Go through the data and copy every line in which "parsed" appears.

(Records from a data collection)
******************************
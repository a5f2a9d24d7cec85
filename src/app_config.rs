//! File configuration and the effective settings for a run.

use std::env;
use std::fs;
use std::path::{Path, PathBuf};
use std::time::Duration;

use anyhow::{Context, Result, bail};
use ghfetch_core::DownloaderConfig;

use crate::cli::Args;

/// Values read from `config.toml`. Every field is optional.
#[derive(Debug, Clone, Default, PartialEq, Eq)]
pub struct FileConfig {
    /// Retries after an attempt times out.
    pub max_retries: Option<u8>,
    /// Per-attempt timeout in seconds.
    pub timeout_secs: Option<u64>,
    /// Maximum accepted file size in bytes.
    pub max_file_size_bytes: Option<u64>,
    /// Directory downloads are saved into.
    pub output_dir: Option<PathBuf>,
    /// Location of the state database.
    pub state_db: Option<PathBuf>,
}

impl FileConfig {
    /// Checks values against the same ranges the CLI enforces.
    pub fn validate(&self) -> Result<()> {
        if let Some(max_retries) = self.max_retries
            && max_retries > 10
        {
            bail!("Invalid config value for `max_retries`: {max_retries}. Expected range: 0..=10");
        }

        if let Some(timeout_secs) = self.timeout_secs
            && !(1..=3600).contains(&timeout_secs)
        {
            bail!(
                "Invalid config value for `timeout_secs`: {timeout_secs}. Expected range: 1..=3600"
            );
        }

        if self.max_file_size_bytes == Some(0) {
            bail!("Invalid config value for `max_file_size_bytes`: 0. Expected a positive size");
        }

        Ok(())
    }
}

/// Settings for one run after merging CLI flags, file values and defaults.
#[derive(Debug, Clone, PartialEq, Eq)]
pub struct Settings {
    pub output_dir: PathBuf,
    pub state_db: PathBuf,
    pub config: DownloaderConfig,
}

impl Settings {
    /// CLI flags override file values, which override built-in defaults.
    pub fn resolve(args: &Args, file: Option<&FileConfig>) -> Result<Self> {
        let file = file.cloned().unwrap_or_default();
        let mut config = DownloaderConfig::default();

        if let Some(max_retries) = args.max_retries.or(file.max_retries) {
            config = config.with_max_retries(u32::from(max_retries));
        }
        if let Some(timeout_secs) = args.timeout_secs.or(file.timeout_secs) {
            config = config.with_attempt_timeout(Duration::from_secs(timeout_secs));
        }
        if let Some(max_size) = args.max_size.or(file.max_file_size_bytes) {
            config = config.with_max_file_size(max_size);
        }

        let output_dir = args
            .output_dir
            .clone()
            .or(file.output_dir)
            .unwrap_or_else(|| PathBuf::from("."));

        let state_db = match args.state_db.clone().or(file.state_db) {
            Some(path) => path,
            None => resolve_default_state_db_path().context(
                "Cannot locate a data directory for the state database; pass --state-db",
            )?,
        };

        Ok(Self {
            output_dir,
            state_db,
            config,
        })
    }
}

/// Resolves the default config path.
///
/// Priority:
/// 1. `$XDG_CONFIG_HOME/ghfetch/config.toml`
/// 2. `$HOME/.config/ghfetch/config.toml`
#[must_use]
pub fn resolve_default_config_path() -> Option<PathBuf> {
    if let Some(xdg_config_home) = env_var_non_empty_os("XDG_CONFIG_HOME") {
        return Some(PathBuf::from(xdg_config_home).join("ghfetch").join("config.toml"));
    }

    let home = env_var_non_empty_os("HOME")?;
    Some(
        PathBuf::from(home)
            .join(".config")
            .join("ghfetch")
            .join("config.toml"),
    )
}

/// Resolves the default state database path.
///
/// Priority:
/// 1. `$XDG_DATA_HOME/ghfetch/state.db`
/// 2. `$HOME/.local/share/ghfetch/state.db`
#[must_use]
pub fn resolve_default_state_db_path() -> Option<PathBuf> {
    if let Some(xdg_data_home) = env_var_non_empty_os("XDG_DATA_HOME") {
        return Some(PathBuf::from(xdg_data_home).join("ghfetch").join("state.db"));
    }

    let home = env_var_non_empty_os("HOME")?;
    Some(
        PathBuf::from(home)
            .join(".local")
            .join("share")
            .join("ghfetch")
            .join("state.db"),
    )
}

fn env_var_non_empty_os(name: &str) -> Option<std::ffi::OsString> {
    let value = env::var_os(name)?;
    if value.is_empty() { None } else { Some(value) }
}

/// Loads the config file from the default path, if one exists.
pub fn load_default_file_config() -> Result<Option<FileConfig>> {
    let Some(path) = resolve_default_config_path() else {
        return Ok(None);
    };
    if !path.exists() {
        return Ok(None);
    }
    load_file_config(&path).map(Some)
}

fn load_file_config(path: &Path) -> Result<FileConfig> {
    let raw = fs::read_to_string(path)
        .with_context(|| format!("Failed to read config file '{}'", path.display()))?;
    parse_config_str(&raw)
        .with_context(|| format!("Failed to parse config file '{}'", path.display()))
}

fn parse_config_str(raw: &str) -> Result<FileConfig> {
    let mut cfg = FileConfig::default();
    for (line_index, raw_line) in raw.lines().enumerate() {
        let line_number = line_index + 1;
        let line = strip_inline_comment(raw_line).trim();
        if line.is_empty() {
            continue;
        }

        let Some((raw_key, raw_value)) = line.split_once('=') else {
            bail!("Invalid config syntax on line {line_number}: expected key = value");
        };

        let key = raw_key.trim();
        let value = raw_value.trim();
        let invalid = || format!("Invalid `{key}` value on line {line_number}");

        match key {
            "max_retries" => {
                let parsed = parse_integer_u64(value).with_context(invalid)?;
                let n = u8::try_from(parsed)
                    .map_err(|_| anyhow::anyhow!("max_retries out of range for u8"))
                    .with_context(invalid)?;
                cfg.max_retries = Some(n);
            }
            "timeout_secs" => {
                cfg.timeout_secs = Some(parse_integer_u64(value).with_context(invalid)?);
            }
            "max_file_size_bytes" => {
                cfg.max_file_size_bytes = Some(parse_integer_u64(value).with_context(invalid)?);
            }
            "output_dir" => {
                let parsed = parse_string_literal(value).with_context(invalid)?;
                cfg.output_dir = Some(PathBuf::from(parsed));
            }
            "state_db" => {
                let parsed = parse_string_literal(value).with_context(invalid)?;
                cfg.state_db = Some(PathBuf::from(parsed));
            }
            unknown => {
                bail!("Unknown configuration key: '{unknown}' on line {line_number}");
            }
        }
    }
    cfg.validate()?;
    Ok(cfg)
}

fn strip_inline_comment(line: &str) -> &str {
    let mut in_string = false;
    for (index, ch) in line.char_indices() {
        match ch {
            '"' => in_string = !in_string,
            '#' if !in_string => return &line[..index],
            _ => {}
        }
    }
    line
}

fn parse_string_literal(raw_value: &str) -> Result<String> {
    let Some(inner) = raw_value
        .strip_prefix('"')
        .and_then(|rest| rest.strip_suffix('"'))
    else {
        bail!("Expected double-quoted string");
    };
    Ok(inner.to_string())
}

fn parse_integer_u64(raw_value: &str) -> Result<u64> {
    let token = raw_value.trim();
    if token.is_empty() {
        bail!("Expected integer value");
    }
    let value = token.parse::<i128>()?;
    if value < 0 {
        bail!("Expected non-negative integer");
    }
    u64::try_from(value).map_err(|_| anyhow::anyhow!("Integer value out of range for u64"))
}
******************************
#### Expected output
                let parsed = parse_integer_u64(value).with_context(invalid)?;
                let n = u8::try_from(parsed)
                let parsed = parse_string_literal(value).with_context(invalid)?;
                cfg.output_dir = Some(PathBuf::from(parsed));
                let parsed = parse_string_literal(value).with_context(invalid)?;
                cfg.state_db = Some(PathBuf::from(parsed));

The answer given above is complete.